[Stored data]

+++

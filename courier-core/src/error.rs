use crate::models::DeliveryStatus;

/// Any non-success exchange with a logistics partner.
#[derive(Debug, Clone, PartialEq, Eq, thiserror::Error)]
#[error("{partner} {detail}: {message}", detail = outcome(.status))]
pub struct PartnerApiError {
    pub partner: String,
    /// HTTP status returned by the partner. `None` when no response arrived (timeout, connect failure).
    pub status: Option<u16>,
    pub message: String,
}

impl PartnerApiError {
    pub fn new(partner: impl Into<String>, status: u16, message: impl Into<String>) -> Self {
        Self {
            partner: partner.into(),
            status: Some(status),
            message: message.into(),
        }
    }

    pub fn transport(partner: impl Into<String>, message: impl Into<String>) -> Self {
        Self {
            partner: partner.into(),
            status: None,
            message: message.into(),
        }
    }

    pub fn is_unauthorized(&self) -> bool {
        self.status == Some(401)
    }
}

fn outcome(status: &Option<u16>) -> String {
    match status {
        Some(status) => format!("API error (HTTP {})", status),
        None => "API unreachable".to_string(),
    }
}

#[derive(Debug, thiserror::Error)]
pub enum StoreError {
    #[error("Conflicting delivery record: {0}")]
    Conflict(String),

    #[error("Delivery store failure: {0}")]
    Backend(String),
}

#[derive(Debug, thiserror::Error)]
pub enum LookupError {
    #[error("Upstream service returned no record: {0}")]
    NotFound(String),

    #[error("Upstream service call failed: {0}")]
    Upstream(String),
}

#[derive(Debug, thiserror::Error)]
pub enum DeliveryError {
    #[error(transparent)]
    Partner(#[from] PartnerApiError),

    #[error("Configuration error: {0}")]
    Configuration(String),

    #[error("Access denied: {0}")]
    AccessDenied(String),

    #[error("Delivery not found: {0}")]
    NotFound(String),

    #[error("Duplicate delivery request: {0}")]
    DuplicateRequest(String),

    #[error("Invalid status transition from {from} to {to}")]
    InvalidTransition {
        from: DeliveryStatus,
        to: DeliveryStatus,
    },

    #[error("Validation failed: {0}")]
    Validation(String),

    #[error(transparent)]
    Lookup(#[from] LookupError),

    #[error(transparent)]
    Store(StoreError),
}

impl From<StoreError> for DeliveryError {
    fn from(err: StoreError) -> Self {
        match err {
            StoreError::Conflict(msg) => DeliveryError::DuplicateRequest(msg),
            other => DeliveryError::Store(other),
        }
    }
}

pub type DeliveryResult<T> = Result<T, DeliveryError>;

+++

What you are asked to do:
Output the data above exactly, please, line for line.

Response to the exercise:
filename courier-core/src/error.rs
use crate::models::DeliveryStatus;

/// Any non-success exchange with a logistics partner.
#[derive(Debug, Clone, PartialEq, Eq, thiserror::Error)]
#[error("{partner} {detail}: {message}", detail = outcome(.status))]
pub struct PartnerApiError {
    pub partner: String,
    /// HTTP status returned by the partner. `None` when no response arrived (timeout, connect failure).
    pub status: Option<u16>,
    pub message: String,
}

impl PartnerApiError {
    pub fn new(partner: impl Into<String>, status: u16, message: impl Into<String>) -> Self {
        Self {
            partner: partner.into(),
            status: Some(status),
            message: message.into(),
        }
    }

    pub fn transport(partner: impl Into<String>, message: impl Into<String>) -> Self {
        Self {
            partner: partner.into(),
            status: None,
            message: message.into(),
        }
    }

    pub fn is_unauthorized(&self) -> bool {
        self.status == Some(401)
    }
}

fn outcome(status: &Option<u16>) -> String {
    match status {
        Some(status) => format!("API error (HTTP {})", status),
        None => "API unreachable".to_string(),
    }
}

#[derive(Debug, thiserror::Error)]
pub enum StoreError {
    #[error("Conflicting delivery record: {0}")]
    Conflict(String),

    #[error("Delivery store failure: {0}")]
    Backend(String),
}

#[derive(Debug, thiserror::Error)]
pub enum LookupError {
    #[error("Upstream service returned no record: {0}")]
    NotFound(String),

    #[error("Upstream service call failed: {0}")]
    Upstream(String),
}

#[derive(Debug, thiserror::Error)]
pub enum DeliveryError {
    #[error(transparent)]
    Partner(#[from] PartnerApiError),

    #[error("Configuration error: {0}")]
    Configuration(String),

    #[error("Access denied: {0}")]
    AccessDenied(String),

    #[error("Delivery not found: {0}")]
    NotFound(String),

    #[error("Duplicate delivery request: {0}")]
    DuplicateRequest(String),

    #[error("Invalid status transition from {from} to {to}")]
    InvalidTransition {
        from: DeliveryStatus,
        to: DeliveryStatus,
    },

    #[error("Validation failed: {0}")]
    Validation(String),

    #[error(transparent)]
    Lookup(#[from] LookupError),

    #[error(transparent)]
    Store(StoreError),
}

impl From<StoreError> for DeliveryError {
    fn from(err: StoreError) -> Self {
        match err {
            StoreError::Conflict(msg) => DeliveryError::DuplicateRequest(msg),
            other => DeliveryError::Store(other),
        }
    }
}

pub type DeliveryResult<T> = Result<T, DeliveryError>;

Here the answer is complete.